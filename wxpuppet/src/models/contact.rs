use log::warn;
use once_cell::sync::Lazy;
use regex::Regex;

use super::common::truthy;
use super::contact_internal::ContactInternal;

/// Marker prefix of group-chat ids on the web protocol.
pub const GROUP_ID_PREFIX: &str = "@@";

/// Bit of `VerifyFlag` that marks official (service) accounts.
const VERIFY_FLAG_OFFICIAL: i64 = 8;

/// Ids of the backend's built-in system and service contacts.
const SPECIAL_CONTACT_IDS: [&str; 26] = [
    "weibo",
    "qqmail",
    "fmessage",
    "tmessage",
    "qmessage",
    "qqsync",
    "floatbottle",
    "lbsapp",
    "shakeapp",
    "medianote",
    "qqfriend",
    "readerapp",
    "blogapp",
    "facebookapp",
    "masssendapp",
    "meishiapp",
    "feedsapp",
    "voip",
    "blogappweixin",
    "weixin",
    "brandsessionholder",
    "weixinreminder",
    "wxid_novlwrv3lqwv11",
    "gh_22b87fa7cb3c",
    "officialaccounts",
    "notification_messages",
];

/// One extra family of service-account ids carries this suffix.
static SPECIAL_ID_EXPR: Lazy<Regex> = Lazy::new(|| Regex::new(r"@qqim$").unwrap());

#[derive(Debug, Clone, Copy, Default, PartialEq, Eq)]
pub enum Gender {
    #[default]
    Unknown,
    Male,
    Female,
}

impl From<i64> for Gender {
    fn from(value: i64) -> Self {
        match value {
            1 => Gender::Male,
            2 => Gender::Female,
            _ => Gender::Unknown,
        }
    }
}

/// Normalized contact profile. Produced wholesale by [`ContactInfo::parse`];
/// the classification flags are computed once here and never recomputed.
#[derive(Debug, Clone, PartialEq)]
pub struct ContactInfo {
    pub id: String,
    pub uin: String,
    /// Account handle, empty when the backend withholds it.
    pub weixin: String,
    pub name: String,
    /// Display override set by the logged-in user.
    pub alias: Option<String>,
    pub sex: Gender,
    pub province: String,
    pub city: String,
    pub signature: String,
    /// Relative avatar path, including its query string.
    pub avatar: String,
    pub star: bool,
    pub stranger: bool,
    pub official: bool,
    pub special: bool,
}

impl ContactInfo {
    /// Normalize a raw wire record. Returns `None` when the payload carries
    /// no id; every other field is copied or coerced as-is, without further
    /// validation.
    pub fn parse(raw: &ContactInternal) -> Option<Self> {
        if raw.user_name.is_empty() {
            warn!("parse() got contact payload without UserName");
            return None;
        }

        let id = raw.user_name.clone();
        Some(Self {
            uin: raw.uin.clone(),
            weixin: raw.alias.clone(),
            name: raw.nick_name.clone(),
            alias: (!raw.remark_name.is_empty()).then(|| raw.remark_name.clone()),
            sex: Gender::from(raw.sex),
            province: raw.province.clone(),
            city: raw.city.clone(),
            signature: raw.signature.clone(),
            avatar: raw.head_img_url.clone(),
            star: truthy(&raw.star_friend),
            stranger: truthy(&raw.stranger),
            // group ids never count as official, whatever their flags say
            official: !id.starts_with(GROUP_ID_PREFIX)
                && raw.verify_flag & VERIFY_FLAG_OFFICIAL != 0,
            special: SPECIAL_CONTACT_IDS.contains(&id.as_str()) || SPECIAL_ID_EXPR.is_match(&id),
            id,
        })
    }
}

##########

Exercise:
From the first line to the last, return the data exactly.

Expected answer:
filename wxpuppet/src/models/contact.rs
use log::warn;
use once_cell::sync::Lazy;
use regex::Regex;

use super::common::truthy;
use super::contact_internal::ContactInternal;

/// Marker prefix of group-chat ids on the web protocol.
pub const GROUP_ID_PREFIX: &str = "@@";

/// Bit of `VerifyFlag` that marks official (service) accounts.
const VERIFY_FLAG_OFFICIAL: i64 = 8;

/// Ids of the backend's built-in system and service contacts.
const SPECIAL_CONTACT_IDS: [&str; 26] = [
    "weibo",
    "qqmail",
    "fmessage",
    "tmessage",
    "qmessage",
    "qqsync",
    "floatbottle",
    "lbsapp",
    "shakeapp",
    "medianote",
    "qqfriend",
    "readerapp",
    "blogapp",
    "facebookapp",
    "masssendapp",
    "meishiapp",
    "feedsapp",
    "voip",
    "blogappweixin",
    "weixin",
    "brandsessionholder",
    "weixinreminder",
    "wxid_novlwrv3lqwv11",
    "gh_22b87fa7cb3c",
    "officialaccounts",
    "notification_messages",
];

/// One extra family of service-account ids carries this suffix.
static SPECIAL_ID_EXPR: Lazy<Regex> = Lazy::new(|| Regex::new(r"@qqim$").unwrap());

#[derive(Debug, Clone, Copy, Default, PartialEq, Eq)]
pub enum Gender {
    #[default]
    Unknown,
    Male,
    Female,
}

impl From<i64> for Gender {
    fn from(value: i64) -> Self {
        match value {
            1 => Gender::Male,
            2 => Gender::Female,
            _ => Gender::Unknown,
        }
    }
}

/// Normalized contact profile. Produced wholesale by [`ContactInfo::parse`];
/// the classification flags are computed once here and never recomputed.
#[derive(Debug, Clone, PartialEq)]
pub struct ContactInfo {
    pub id: String,
    pub uin: String,
    /// Account handle, empty when the backend withholds it.
    pub weixin: String,
    pub name: String,
    /// Display override set by the logged-in user.
    pub alias: Option<String>,
    pub sex: Gender,
    pub province: String,
    pub city: String,
    pub signature: String,
    /// Relative avatar path, including its query string.
    pub avatar: String,
    pub star: bool,
    pub stranger: bool,
    pub official: bool,
    pub special: bool,
}

impl ContactInfo {
    /// Normalize a raw wire record. Returns `None` when the payload carries
    /// no id; every other field is copied or coerced as-is, without further
    /// validation.
    pub fn parse(raw: &ContactInternal) -> Option<Self> {
        if raw.user_name.is_empty() {
            warn!("parse() got contact payload without UserName");
            return None;
        }

        let id = raw.user_name.clone();
        Some(Self {
            uin: raw.uin.clone(),
            weixin: raw.alias.clone(),
            name: raw.nick_name.clone(),
            alias: (!raw.remark_name.is_empty()).then(|| raw.remark_name.clone()),
            sex: Gender::from(raw.sex),
            province: raw.province.clone(),
            city: raw.city.clone(),
            signature: raw.signature.clone(),
            avatar: raw.head_img_url.clone(),
            star: truthy(&raw.star_friend),
            stranger: truthy(&raw.stranger),
            // group ids never count as official, whatever their flags say
            official: !id.starts_with(GROUP_ID_PREFIX)
                && raw.verify_flag & VERIFY_FLAG_OFFICIAL != 0,
            special: SPECIAL_CONTACT_IDS.contains(&id.as_str()) || SPECIAL_ID_EXPR.is_match(&id),
            id,
        })
    }
}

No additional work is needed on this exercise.